I can't comment specifically on DigiBeta as I know nowt about it.
However it is possible in principle for what you describe to be the case.
This would be if the data thinning always used exactly the same rulesand
the data was otherwise unmodified between 'passes'. The point being that
the first data thinning removes the data that is 'unwanted'. Subsequent
thinnings would find that the data they'd remove is already absent, so they
are happy with that and pass what remains... :-)
Interpreting what the salesman was able to tell us, I think the system
must only be applying bit rate compression to those parts of the signal
that go above a "threshold" value coresponding to the maximum rate that
it can handle (50 Mb/s?), but passing it untouched the rest of the time.

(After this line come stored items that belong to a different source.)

//! CLI entry point for fileinfo

use std::io::IsTerminal;
use std::path::PathBuf;
use std::process;

use clap::{Parser, ValueEnum};
use fileinfo::{
    BuilderConfig, DEFAULT_MAX_DEPTH, FailurePolicy, OutputConfig, TreeBuilder, TreePrinter,
    print_json,
};
use tracing_subscriber::{EnvFilter, fmt};

/// Color output mode
#[derive(Debug, Clone, Copy, Default, ValueEnum)]
enum ColorMode {
    /// Auto-detect based on terminal and environment
    #[default]
    Auto,
    /// Always use colors
    Always,
    /// Never use colors
    Never,
}

/// Determine whether to use color output based on mode and environment.
fn should_use_color(mode: ColorMode) -> bool {
    match mode {
        ColorMode::Always => true,
        ColorMode::Never => false,
        ColorMode::Auto => {
            // Respect NO_COLOR environment variable (https://no-color.org/)
            if std::env::var_os("NO_COLOR").is_some() {
                return false;
            }
            if std::env::var("TERM").map(|t| t == "dumb").unwrap_or(false) {
                return false;
            }
            std::io::stdout().is_terminal()
        }
    }
}

#[derive(Parser, Debug)]
#[command(name = "fileinfo")]
#[command(about = "List files, directories and other entries under a path")]
#[command(version)]
struct Args {
    /// Paths to list
    #[arg(default_value = ".")]
    paths: Vec<PathBuf>,

    /// Descend only N levels deep
    #[arg(short = 'L', long = "level")]
    level: Option<usize>,

    /// Skip names matching pattern (can be used multiple times)
    #[arg(short = 'I', long = "ignore")]
    ignore: Vec<String>,

    /// Do not follow symlinks; list them as other entries
    #[arg(short = 'P', long = "no-follow")]
    no_follow: bool,

    /// Keep the readable entries of a directory when some of them fail
    #[arg(short = 'k', long = "keep-partial")]
    keep_partial: bool,

    /// Do not mark unreadable, incomplete or depth-limited directories
    #[arg(long = "no-status")]
    no_status: bool,

    /// Output in JSON format
    #[arg(long = "json")]
    json: bool,

    /// Control color output: auto, always, never
    #[arg(long = "color", value_name = "WHEN", default_value = "auto")]
    color: ColorMode,

    /// Increase log output (-v info, -vv debug)
    #[arg(short = 'v', long = "verbose", action = clap::ArgAction::Count)]
    verbose: u8,
}

/// Install the stderr log subscriber. `RUST_LOG` wins over `-v`.
fn init_logging(verbose: u8) {
    let default = match verbose {
        0 => "warn",
        1 => "info",
        _ => "debug",
    };
    let env_filter = EnvFilter::try_from_default_env().unwrap_or_else(|_| EnvFilter::new(default));
    let _ = fmt()
        .with_env_filter(env_filter)
        .with_writer(std::io::stderr)
        .try_init();
}

fn main() {
    let args = Args::parse();
    init_logging(args.verbose);

    let builder_config = BuilderConfig {
        follow_symlinks: !args.no_follow,
        max_depth: Some(args.level.unwrap_or(DEFAULT_MAX_DEPTH)),
        failure_policy: if args.keep_partial {
            FailurePolicy::KeepPartial
        } else {
            FailurePolicy::Discard
        },
        ignore_patterns: args.ignore.clone(),
    };
    let builder = TreeBuilder::new(builder_config);

    let printer = TreePrinter::new(OutputConfig {
        use_color: !args.json && should_use_color(args.color),
        show_status: !args.no_status,
        ..Default::default()
    });

    let mut failed = false;
    for path in &args.paths {
        let tree = match builder.build(path) {
            Ok(tree) => tree,
            Err(e) => {
                eprintln!("fileinfo: {}", e);
                failed = true;
                continue;
            }
        };
        tracing::info!(path = %path.display(), entries = tree.count(), "built tree");

        let result = if args.json {
            print_json(&tree)
        } else {
            printer.print(&tree)
        };
        tree.release();

        if let Err(e) = result {
            eprintln!("fileinfo: error writing output: {}", e);
            process::exit(1);
        }
    }

    if failed {
        process::exit(1);
    }
}
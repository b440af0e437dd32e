//! Tree output
//!
//! - `config` - output configuration
//! - `tree` - the categorized text listing
//! - `json` - JSON output

mod config;
mod json;
mod tree;

pub use config::OutputConfig;
pub use json::{print_json, to_json};
pub use tree::{PATH_SENTINEL, TreePrinter};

This would result in the second and subsequent passes being passed
unchanged because they had already been compressed once. Even that "very
testing material" would only suffer whatever losses resulted from the
first pass, and could then be copied an infinite number of times without
becoming any worse. Perhaps somebody who knows more about it could
confirm this?
In principle, yes, the above would be a consequence of what I describe
above. The thinning works out what features have the 'priority' required to
not be thinned. On the later passes it then finds that this turns out to be
*all* the features in the data set, and nothing remains to be removed as it
has already gone.
If, however, the data is changed (by noise, distortion, or deliberate
alteration) between successive thinnings then the above may not apply. It
also assumes that identical 'rules' are applied for every thinning.